An important new book by author Nicolson Baker, published in July by Penguin Books, Baseless: My Search for Secrets in the Ruins of the Freedom of Information Act, makes the case that the U.S. pursued a very limited use of germ warfare during the Korean War, turning then to deception around use of biological weapons (BW) in the latter stages of the conflict as a form of psychological warfare.
According to Baker, the U.S. used deception to make the North Koreans and Chinese believe they were under bacteriological attack, using dropped insects and voles, but not, except perhaps in very limited cases, actual biological weapons. The Chinese and North Koreans, for their own propaganda reasons, supposedly responded by falsifying evidence for some of the BW attacks, even as they presumably knew the attacks were not bacteriological in nature.

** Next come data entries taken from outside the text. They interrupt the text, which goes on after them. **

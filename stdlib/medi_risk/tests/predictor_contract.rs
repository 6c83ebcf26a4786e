use medi_risk::{Classifier, ContentKind, Predictor, RawRecord, Status};
use pretty_assertions::assert_eq;
use serde_json::{json, Value as JsonValue};
use std::sync::{Arc, Mutex};

/// Returns a fixed class and remembers every row it was given.
struct Recording {
    label: usize,
    rows: Mutex<Vec<Vec<f64>>>,
}

impl Recording {
    fn new(label: usize) -> Arc<Self> {
        Arc::new(Self {
            label,
            rows: Mutex::new(Vec::new()),
        })
    }

    fn rows(&self) -> Vec<Vec<f64>> {
        self.rows.lock().unwrap().clone()
    }
}

impl Classifier for Recording {
    fn name(&self) -> &str {
        "recording"
    }

    fn n_features(&self) -> usize {
        8
    }

    fn predict(&self, row: &[f64]) -> usize {
        self.rows.lock().unwrap().push(row.to_vec());
        self.label
    }

    fn predict_proba(&self, row: &[f64]) -> Vec<f64> {
        self.rows.lock().unwrap().push(row.to_vec());
        vec![0.7, 0.3]
    }
}

#[test]
fn valid_record_returns_label_as_plain_text() {
    let stub = Recording::new(0);
    let predictor = Predictor::new(stub.clone()).unwrap();
    let record = RawRecord::from_json(json!({
        "Pregnancies": 2, "Glucose": 120, "BloodPressure": 80, "SkinThickness": 25,
        "Insulin": 100, "BMI": 25.5, "DiabetesPedigreeFunction": 0.5, "Age": 35
    }));

    let outcome = predictor.predict(&record);
    assert_eq!(
        (outcome.render_body().as_str(), outcome.status, outcome.content),
        ("0", Status::Success, ContentKind::PlainText)
    );
    assert_eq!(stub.rows().len(), 1);
}

#[test]
fn missing_age_returns_json_errors() {
    let predictor = Predictor::new(Recording::new(0)).unwrap();
    let record = RawRecord::from_json(json!({
        "Pregnancies": 2, "Glucose": 120, "BloodPressure": 80, "SkinThickness": 25,
        "Insulin": 100, "BMI": 25.5, "DiabetesPedigreeFunction": 0.5
    }));

    let outcome = predictor.predict(&record);
    assert_eq!(outcome.status.code(), 400);
    assert_eq!(outcome.content.mime(), "application/json");
    let body: JsonValue = serde_json::from_str(&outcome.render_body()).unwrap();
    assert_eq!(body, json!({"errors": ["Missing required field: Age"]}));
}

#[test]
fn rejected_record_never_reaches_model() {
    let stub = Recording::new(1);
    let predictor = Predictor::new(stub.clone()).unwrap();
    predictor.predict(&RawRecord::new());
    let _ = predictor.predict_probability(&RawRecord::new().with("Age", "old"));
    assert!(stub.rows().is_empty());
}

#[test]
fn row_follows_schema_order_not_insertion_order() {
    let stub = Recording::new(0);
    let predictor = Predictor::new(stub.clone()).unwrap();

    let mut record = RawRecord::new();
    for (name, value) in [
        ("Age", 35.0),
        ("DiabetesPedigreeFunction", 0.5),
        ("BMI", 25.5),
        ("Insulin", 100.0),
        ("SkinThickness", 25.0),
        ("BloodPressure", 80.0),
        ("Glucose", 120.0),
        ("Pregnancies", 2.0),
    ] {
        record.insert(name, value);
    }
    record.insert("PatientId", "abc-123");

    predictor.predict(&record);
    predictor.predict_probability(&record).unwrap();

    let expected = vec![2.0, 120.0, 80.0, 25.0, 100.0, 25.5, 0.5, 35.0];
    assert_eq!(stub.rows(), vec![expected.clone(), expected]);
}

#[test]
fn probabilities_are_returned_raw() {
    let predictor = Predictor::new(Recording::new(0)).unwrap();
    let record = RawRecord::from_json(json!({
        "Pregnancies": 0, "Glucose": 40, "BloodPressure": 20, "SkinThickness": 3,
        "Insulin": 10, "BMI": 15, "DiabetesPedigreeFunction": 0.0, "Age": 20
    }));
    assert_eq!(predictor.predict_probability(&record), Ok(vec![0.7, 0.3]));
}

Baker is wrong about this, for reasons I will explain below. In my estimation, after pursuing the issue for many years (as has Baker), the evidence of U.S. biological warfare during the Korean War is well-nigh overwhelming. The novel incorporation into Baseless of portions of the CIA’s 2013 release of declassified Signals Intelligence (SIGINT) intercepts and reports from the Korean War corroborates the BW claims of the Soviet, Chinese and North Korean governments. In fact, the use of the fairly new SIGINT evidence marks this book as a landmark in the historiography of that savage and poorly understood war.
Despite my conclusion that he erred in his conclusion to his book, Baker, who won the 2001 National Book Critics Circle Award for Double Fold: Libraries and the Assault on Paper, is an honest and fearless reporter, one who doesn’t pretend his work is definitive. In fact, he writes concerning his conclusion on the Korean War BW issue, “You may not be convinced, but that’s okay. My aim is to open the files, not necessarily to convince.” Baker wants to “squeeze germs of truth from the sanitized documentary record of the U.S. government.”